P6 is where the competition separates the gold medalists from the perfect scorers — the one that most of the best mathematical teenagers on earth will not solve, cannot solve, will spend the final hours of the exam staring at and then leave blank. Gemini solved it. Full seven points. Which means somewhere in that extended Deep Think chain-of-thought — the compute-heavy, let-it-run reasoning mode — the model found a path through a problem that is specifically designed to have no obvious path.
And then it could not do P3.
Maybe P3 required a trick that wasn't in the model's repertoire. Maybe it went down the wrong path and didn't recover. Maybe, in the same way a human can have a bad day on a specific problem type — walk in brilliant, stare at P3, feel the panic arrive — the model had something functionally equivalent. I don't have a clean interpretation. The fact that I can say "maybe it had a bad day" as a genuine hypothesis about a language model is its own kind of data point.

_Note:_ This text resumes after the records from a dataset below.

//! Process state: clock, delivered log, pending buffer.

use indexmap::IndexMap;
use std::collections::HashSet;
use tracing::{debug, trace, warn};

use causalsim_core::{DeliveryObserver, DeliveryPolicy, DeliveryStatus};
use causalsim_types::{Clock, Message, MessageError, MessageId, ProcessId};

/// One simulated process.
///
/// The process exclusively owns and mutates its clock, delivered log, and
/// pending buffer. Messages are shared read-only with receivers via deep
/// clock snapshots, so no mutable state ever crosses a process boundary.
///
/// The pending buffer keeps insertion order (`IndexMap`), which makes the
/// cascade order among simultaneously-deliverable messages deterministic.
pub struct Process {
    /// Stable id in `[0, num_processes)`.
    id: ProcessId,

    /// Size of the process group, fixed for the run.
    num_processes: usize,

    /// Delivery-condition algorithm for this run. Never changes mid-run.
    policy: DeliveryPolicy,

    /// Owned clock; shape matches the policy.
    clock: Clock,

    /// Ids of delivered messages, in delivery order.
    delivered: Vec<MessageId>,

    /// Fast membership check backing the duplicate-delivery guard.
    delivered_set: HashSet<MessageId>,

    /// Messages received but not yet deliverable, in arrival order.
    pending: IndexMap<MessageId, Message>,
}

impl Process {
    /// Create a process with a zeroed clock and empty buffer/log.
    pub fn new(id: ProcessId, num_processes: usize, policy: DeliveryPolicy) -> Self {
        Self {
            id,
            num_processes,
            policy,
            clock: policy.initial_clock(num_processes),
            delivered: Vec::new(),
            delivered_set: HashSet::new(),
            pending: IndexMap::new(),
        }
    }

    // ═══════════════════════════════════════════════════════════════════════
    // Accessors
    // ═══════════════════════════════════════════════════════════════════════

    /// This process's id.
    pub fn id(&self) -> ProcessId {
        self.id
    }

    /// The delivery policy this process runs under.
    pub fn policy(&self) -> DeliveryPolicy {
        self.policy
    }

    /// The current clock.
    pub fn clock(&self) -> &Clock {
        &self.clock
    }

    /// Delivered message ids, in delivery order.
    pub fn delivered(&self) -> &[MessageId] {
        &self.delivered
    }

    /// Number of messages parked in the pending buffer.
    ///
    /// A permanently non-deliverable message (e.g. a gap left by a message
    /// that never arrives) shows up here; there is no timeout that clears it.
    pub fn pending_len(&self) -> usize {
        self.pending.len()
    }

    /// True if any message is awaiting its causal prerequisites.
    pub fn has_pending(&self) -> bool {
        !self.pending.is_empty()
    }

    /// Ids currently in the pending buffer, in arrival order.
    pub fn pending_ids(&self) -> Vec<MessageId> {
        self.pending.keys().copied().collect()
    }

    // ═══════════════════════════════════════════════════════════════════════
    // Operations
    // ═══════════════════════════════════════════════════════════════════════

    /// Send a message to another process.
    ///
    /// A send is always a local event: the own clock entry (vector index or
    /// matrix diagonal) is incremented unconditionally, then the updated
    /// clock is deep-copied into the new message. Runs to completion without
    /// suspension, performs no I/O, never fails. The caller routes the
    /// returned message to the target.
    pub fn send(
        &mut self,
        to: ProcessId,
        label: impl Into<String>,
        observer: &mut dyn DeliveryObserver,
    ) -> Message {
        self.clock.record_local_event(self.id);
        let seq = self.clock.own_count(self.id);
        let message = Message::new(
            MessageId::new(self.id, seq),
            self.id,
            self.clock.clone(),
            label,
        );

        debug!(
            sender = %self.id,
            receiver = %to,
            message = %message.id(),
            clock = %self.clock,
            "Send"
        );
        observer.on_send(self.id, to, &message);
        message
    }

    /// Receive a message: deliver it if its causal prerequisites hold,
    /// otherwise park it in the pending buffer.
    ///
    /// A successful delivery re-scans the buffer until a fixed point, so one
    /// receive can cascade into several deliveries. Buffering is the normal
    /// outcome for an out-of-order message, never an error; only a malformed
    /// message (wrong clock kind or dimension, sender out of range) is
    /// rejected with an `Err`.
    pub fn receive(
        &mut self,
        message: Message,
        observer: &mut dyn DeliveryObserver,
    ) -> Result<DeliveryStatus, MessageError> {
        self.validate(&message)?;

        if self.delivered_set.contains(&message.id()) {
            debug!(
                process = %self.id,
                message = %message.id(),
                "Duplicate receive of a delivered message, ignoring"
            );
            return Ok(DeliveryStatus::Duplicate);
        }
        if self.pending.contains_key(&message.id()) {
            // Already parked; re-receipt changes nothing.
            return Ok(DeliveryStatus::Buffered);
        }

        if self.policy.is_deliverable(&self.clock, &message) {
            self.deliver(message, observer);
            self.drain_pending(observer);
            Ok(DeliveryStatus::Delivered)
        } else {
            debug!(
                process = %self.id,
                message = %message.id(),
                clock = %self.clock,
                "Buffered, causal prerequisites unmet"
            );
            observer.on_buffered(self.id, &message);
            self.pending.insert(message.id(), message);
            Ok(DeliveryStatus::Buffered)
        }
    }

    // ═══════════════════════════════════════════════════════════════════════
    // Internals
    // ═══════════════════════════════════════════════════════════════════════

    /// Fail fast on contract violations before any buffering.
    fn validate(&self, message: &Message) -> Result<(), MessageError> {
        if message.sender().index() >= self.num_processes {
            warn!(process = %self.id, sender = %message.sender(), "Sender out of range");
            return Err(MessageError::SenderOutOfRange {
                sender: message.sender().0,
                num_processes: self.num_processes,
            });
        }
        if message.snapshot().kind() != self.clock.kind() {
            warn!(
                process = %self.id,
                snapshot = %message.snapshot().kind(),
                local = %self.clock.kind(),
                "Clock kind mismatch"
            );
            return Err(MessageError::ClockKindMismatch {
                snapshot: message.snapshot().kind(),
                local: self.clock.kind(),
            });
        }
        if message.snapshot().dimension() != self.clock.dimension() {
            warn!(
                process = %self.id,
                snapshot = message.snapshot().dimension(),
                local = self.clock.dimension(),
                "Clock dimension mismatch"
            );
            return Err(MessageError::DimensionMismatch {
                snapshot: message.snapshot().dimension(),
                local: self.clock.dimension(),
            });
        }
        Ok(())
    }

    /// Apply a delivery: merge clocks per the policy and append to the log.
    fn deliver(&mut self, message: Message, observer: &mut dyn DeliveryObserver) {
        self.policy.apply_delivery(&mut self.clock, self.id, &message);
        self.delivered.push(message.id());
        self.delivered_set.insert(message.id());

        debug!(
            process = %self.id,
            message = %message.id(),
            clock = %self.clock,
            "Delivered"
        );
        observer.on_delivered(self.id, &message, &self.clock);
    }

    /// Re-scan the pending buffer until one full pass delivers nothing.
    ///
    /// Each pass walks the buffer in arrival order and delivers every
    /// message whose predicate holds at that moment. Termination: a pass
    /// either shrinks the buffer or reaches the fixed point.
    fn drain_pending(&mut self, observer: &mut dyn DeliveryObserver) {
        loop {
            let mut delivered_this_pass = false;
            // Predicates can change as the pass delivers, so each candidate
            // is re-checked against the current clock at its turn.
            for id in self.pending_ids() {
                let deliverable = self
                    .pending
                    .get(&id)
                    .is_some_and(|m| self.policy.is_deliverable(&self.clock, m));
                if deliverable {
                    // shift_remove keeps arrival order for the rest.
                    if let Some(message) = self.pending.shift_remove(&id) {
                        trace!(process = %self.id, message = %id, "Draining buffered message");
                        self.deliver(message, observer);
                        delivered_this_pass = true;
                    }
                }
            }
            if !delivered_this_pass {
                break;
            }
        }
    }
}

Demis Hassabis has described this as a step toward AI that contributes to research mathematics, not just competition mathematics — and that framing is correct, not just as PR positioning but as a genuine distinction. IMO problems are curated. They're known to be solvable. They're designed to have elegant solutions reachable in finite time by a prepared teenager. Research mathematics involves not knowing if the problem is solvable, not knowing if the approach will work, not knowing if the thing you're stuck on is hard or just hard for you.
IMO gold is the qualification exam. The actual game is something else.
But still. 35 out of 42. Graded by the people who grade IMOs. Novel problems, none of them in any training set. And P6, full marks, the problem most people leave blank.
Something is happening. It's just not entirely clear what.